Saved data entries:
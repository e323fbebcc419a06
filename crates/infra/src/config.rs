//! Runtime settings read from `TILLBOOK_*` environment variables.
//!
//! Unset variables take their defaults silently; malformed values fall back
//! to the default with a warning rather than aborting startup.

use std::path::PathBuf;
use std::str::FromStr;

use tillbook_invoicing::ReconcilePolicy;
use tillbook_observability::LogFormat;

use crate::reconciler::DEFAULT_NUMBER_RETRIES;

pub const DATA_FILE_VAR: &str = "TILLBOOK_DATA_FILE";
pub const PRICE_SOURCE_VAR: &str = "TILLBOOK_UPDATE_PRICE_SOURCE";
pub const RESTOCK_REMOVED_VAR: &str = "TILLBOOK_RESTOCK_REMOVED";
pub const STOCK_COMMIT_VAR: &str = "TILLBOOK_STOCK_COMMIT";
pub const NUMBER_RETRIES_VAR: &str = "TILLBOOK_NUMBER_RETRIES";
pub const LOG_FORMAT_VAR: &str = "TILLBOOK_LOG_FORMAT";

pub const DEFAULT_DATA_FILE: &str = "tillbook.json";

#[derive(Debug, Clone, PartialEq, Eq)]
pub struct Settings {
    pub data_file: PathBuf,
    pub policy: ReconcilePolicy,
    pub number_retries: u32,
    pub log_format: LogFormat,
}

impl Default for Settings {
    fn default() -> Self {
        Self {
            data_file: PathBuf::from(DEFAULT_DATA_FILE),
            policy: ReconcilePolicy::default(),
            number_retries: DEFAULT_NUMBER_RETRIES,
            log_format: LogFormat::default(),
        }
    }
}

impl Settings {
    pub fn from_env() -> Self {
        Self::from_lookup(|key| std::env::var(key).ok())
    }

    /// Build settings from any key lookup (the process environment, a map in
    /// tests).
    pub fn from_lookup(lookup: impl Fn(&str) -> Option<String>) -> Self {
        let defaults = Self::default();
        let data_file = lookup(DATA_FILE_VAR)
            .filter(|v| !v.trim().is_empty())
            .map(PathBuf::from)
            .unwrap_or(defaults.data_file);

        Self {
            data_file,
            policy: ReconcilePolicy {
                price_source: parse_or(&lookup, PRICE_SOURCE_VAR, defaults.policy.price_source),
                restock_removed_items: parse_or(
                    &lookup,
                    RESTOCK_REMOVED_VAR,
                    defaults.policy.restock_removed_items,
                ),
                stock_commit: parse_or(&lookup, STOCK_COMMIT_VAR, defaults.policy.stock_commit),
            },
            number_retries: parse_or(&lookup, NUMBER_RETRIES_VAR, defaults.number_retries),
            log_format: parse_or(&lookup, LOG_FORMAT_VAR, defaults.log_format),
        }
    }
}

fn parse_or<T>(lookup: &impl Fn(&str) -> Option<String>, key: &str, default: T) -> T
where
    T: FromStr + std::fmt::Debug,
    T::Err: std::fmt::Display,
{
    let Some(raw) = lookup(key) else {
        return default;
    };
    match raw.trim().parse::<T>() {
        Ok(value) => value,
        Err(err) => {
            tracing::warn!(key, value = %raw, error = %err, ?default, "ignoring malformed setting");
            default
        }
    }
}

Aim of the task: Word for word, reproduce every line of the data.

Answer space:
repository e323fbebcc419a06
filename crates/infra/src/config.rs
//! Runtime settings read from `TILLBOOK_*` environment variables.
//!
//! Unset variables take their defaults silently; malformed values fall back
//! to the default with a warning rather than aborting startup.

use std::path::PathBuf;
use std::str::FromStr;

use tillbook_invoicing::ReconcilePolicy;
use tillbook_observability::LogFormat;

use crate::reconciler::DEFAULT_NUMBER_RETRIES;

pub const DATA_FILE_VAR: &str = "TILLBOOK_DATA_FILE";
pub const PRICE_SOURCE_VAR: &str = "TILLBOOK_UPDATE_PRICE_SOURCE";
pub const RESTOCK_REMOVED_VAR: &str = "TILLBOOK_RESTOCK_REMOVED";
pub const STOCK_COMMIT_VAR: &str = "TILLBOOK_STOCK_COMMIT";
pub const NUMBER_RETRIES_VAR: &str = "TILLBOOK_NUMBER_RETRIES";
pub const LOG_FORMAT_VAR: &str = "TILLBOOK_LOG_FORMAT";

pub const DEFAULT_DATA_FILE: &str = "tillbook.json";

#[derive(Debug, Clone, PartialEq, Eq)]
pub struct Settings {
    pub data_file: PathBuf,
    pub policy: ReconcilePolicy,
    pub number_retries: u32,
    pub log_format: LogFormat,
}

impl Default for Settings {
    fn default() -> Self {
        Self {
            data_file: PathBuf::from(DEFAULT_DATA_FILE),
            policy: ReconcilePolicy::default(),
            number_retries: DEFAULT_NUMBER_RETRIES,
            log_format: LogFormat::default(),
        }
    }
}

impl Settings {
    pub fn from_env() -> Self {
        Self::from_lookup(|key| std::env::var(key).ok())
    }

    /// Build settings from any key lookup (the process environment, a map in
    /// tests).
    pub fn from_lookup(lookup: impl Fn(&str) -> Option<String>) -> Self {
        let defaults = Self::default();
        let data_file = lookup(DATA_FILE_VAR)
            .filter(|v| !v.trim().is_empty())
            .map(PathBuf::from)
            .unwrap_or(defaults.data_file);

        Self {
            data_file,
            policy: ReconcilePolicy {
                price_source: parse_or(&lookup, PRICE_SOURCE_VAR, defaults.policy.price_source),
                restock_removed_items: parse_or(
                    &lookup,
                    RESTOCK_REMOVED_VAR,
                    defaults.policy.restock_removed_items,
                ),
                stock_commit: parse_or(&lookup, STOCK_COMMIT_VAR, defaults.policy.stock_commit),
            },
            number_retries: parse_or(&lookup, NUMBER_RETRIES_VAR, defaults.number_retries),
            log_format: parse_or(&lookup, LOG_FORMAT_VAR, defaults.log_format),
        }
    }
}

fn parse_or<T>(lookup: &impl Fn(&str) -> Option<String>, key: &str, default: T) -> T
where
    T: FromStr + std::fmt::Debug,
    T::Err: std::fmt::Display,
{
    let Some(raw) = lookup(key) else {
        return default;
    };
    match raw.trim().parse::<T>() {
        Ok(value) => value,
        Err(err) => {
            tracing::warn!(key, value = %raw, error = %err, ?default, "ignoring malformed setting");
            default
        }
    }
}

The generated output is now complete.